I think this book explains a good deal of this thinking. Author Mary Eberstadt states "What believers and everyone else need to grasp is that contrary to what is sometimes argued among Christians themselves, secularist progressivism is not a nihilistic worldview. To the contrary: it embraces an alternative orthodoxy and a well-developed (and still developing) body of beliefs. The fundamental impulse leading to the penalizing of Christian believers today is not libertarian. It is instead neo-puritanical--that is, it is aimed at safeguarding its own body of revealed and developed truths, and at marginalizing, silencing and punishing its traditional competitors."

Oct 31, 2016

According to Mary Eberstadt, there is a rising tide of anti-Christian sentiment and action in the United States particularly and the West generally. Increasingly, as she chronicles, Christian churches and charitable institutions are facing potentially ruinous litigation intended to force them to conform their beliefs and practices to the prevailing orthodoxy, while individual Christians face a growing pattern of discrimination in hiring and college admissions. This new orthodoxy, though it considers itself entirely secular and even "scientific", holds its dogmas as articles of faith, primary among them the unsullied goodness of the "liberation" brought about by the sexual revolution.

Eberstadt identifies similarities between the anti-Christian atmosphere of today and that which surrounded past witch hunts from Salem to the McMartins. particularly in the preternatural powers the marginalized group is imagined to possess. Christians are held up for ridicule without fear of censure, much less violence, yet simultaneously imagined as participating in a massive conspiracy to install a theocratic government. They are thus both open to attack and bereft of sympathy.
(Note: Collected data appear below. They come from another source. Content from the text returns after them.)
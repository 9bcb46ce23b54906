//! Wishlist commands.

use anyhow::{bail, Result};
use serde_json::json;
use storefront_commerce::catalog::CatalogService;
use storefront_commerce::wishlist::WishlistToggle;
use storefront_commerce::ProductId;

use super::{find_product, stock_limited_quantity, WishlistArgs, WishlistCommand};
use crate::context::Context;

/// Run the wishlist command.
pub fn run(args: WishlistArgs, ctx: &Context) -> Result<()> {
    match args.command.unwrap_or(WishlistCommand::Show) {
        WishlistCommand::Show => show_wishlist(ctx),
        WishlistCommand::Toggle { id } => toggle(&id, ctx),
        WishlistCommand::Remove { id } => remove(&id, ctx),
        WishlistCommand::AddToCart { id } => add_to_cart(&id, ctx),
    }
}

fn show_wishlist(ctx: &Context) -> Result<()> {
    let store = ctx.open_store()?;
    let items = ctx.wishlist(&store).items()?;

    if ctx.output.is_json() {
        ctx.output.json(&items);
        return Ok(());
    }

    ctx.output.header("Wishlist");
    if items.is_empty() {
        ctx.output.info("Your wishlist is empty.");
        return Ok(());
    }
    ctx.output.product_table(&items);
    Ok(())
}

fn toggle(id: &str, ctx: &Context) -> Result<()> {
    let store = ctx.open_store()?;
    let wishlist = ctx.wishlist(&store);

    // Saved entries can be unsaved even if the catalog no longer has them.
    let product = match wishlist.get(&ProductId::parse(id))? {
        Some(saved) => saved,
        None => find_product(&ctx.catalog()?, id)?,
    };

    let outcome = wishlist.toggle(&product)?;

    if ctx.output.is_json() {
        ctx.output.json(&json!({ "id": product.id, "result": outcome }));
        return Ok(());
    }

    let message = match outcome {
        WishlistToggle::Added => format!("Saved {} to wishlist", product.title),
        WishlistToggle::Removed => format!("Removed {} from wishlist", product.title),
    };
    ctx.output.success(&message);
    Ok(())
}

fn remove(id: &str, ctx: &Context) -> Result<()> {
    let store = ctx.open_store()?;
    let id = ProductId::parse(id);
    let removed = ctx.wishlist(&store).remove(&id)?;

    if ctx.output.is_json() {
        ctx.output.json(&json!({ "id": id, "removed": removed }));
    } else if removed {
        ctx.output.success(&format!("Removed {} from wishlist", id));
    } else {
        ctx.output.info(&format!("{} is not in the wishlist", id));
    }
    Ok(())
}

fn add_to_cart(id: &str, ctx: &Context) -> Result<()> {
    let store = ctx.open_store()?;
    let wishlist = ctx.wishlist(&store);
    let id = ProductId::parse(id);

    let Some(saved) = wishlist.get(&id)? else {
        bail!("{} is not in the wishlist", id);
    };

    // Stock comes from the catalog when it still lists the product.
    let product = ctx.catalog()?.product(&id)?.unwrap_or(saved);
    let quantity = stock_limited_quantity(&product, 1)?;

    let mut cart = ctx.cart(&store);
    cart.add_item(&product, quantity)?;

    if ctx.output.is_json() {
        ctx.output.json(cart.state());
        return Ok(());
    }

    ctx.output.success(&format!(
        "Added {} to cart (total {})",
        product.title,
        cart.state().total_amount()
    ));
    Ok(())
}

#[cfg(test)]
mod tests {
    use super::*;
    use crate::output::Output;

    #[test]
    fn test_add_to_cart_keeps_wishlist_entry() {
        let dir = tempfile::tempdir().unwrap();
        let path = dir.path().join("storefront.toml");
        std::fs::write(&path, "").unwrap();
        let ctx = Context::load(path.to_str(), Output::new(true)).unwrap();

        toggle("2", &ctx).unwrap();
        add_to_cart("2", &ctx).unwrap();
        add_to_cart("2", &ctx).unwrap();

        let store = ctx.open_store().unwrap();
        let id = ProductId::from(2);
        assert!(ctx.wishlist(&store).contains(&id).unwrap());
        assert_eq!(ctx.cart(&store).state().get(&id).unwrap().quantity, 2);
    }

    #[test]
    fn test_add_to_cart_needs_saved_product() {
        let dir = tempfile::tempdir().unwrap();
        let path = dir.path().join("storefront.toml");
        std::fs::write(&path, "").unwrap();
        let ctx = Context::load(path.to_str(), Output::new(true)).unwrap();

        assert!(add_to_cart("2", &ctx).is_err());
    }
}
Beyond the increasingly narrow promises of "freedom of worship" which have replaced the traditional understanding of "freedom of religion", a grudging peace can only be purchased with the pinch of incense to Caesar or the sign in the greengrocer's window.

Eberstadt's ostensible goal - stated at the outset and repeated throughout the book - is to convince progressive advocates of tolerance and diversity that those values ought to include Christians as well. It is difficult to believe that this book will succeed. Partially this is because it is doubtful that it will be read by that audience, partially because the ingrained prejudice is too deep.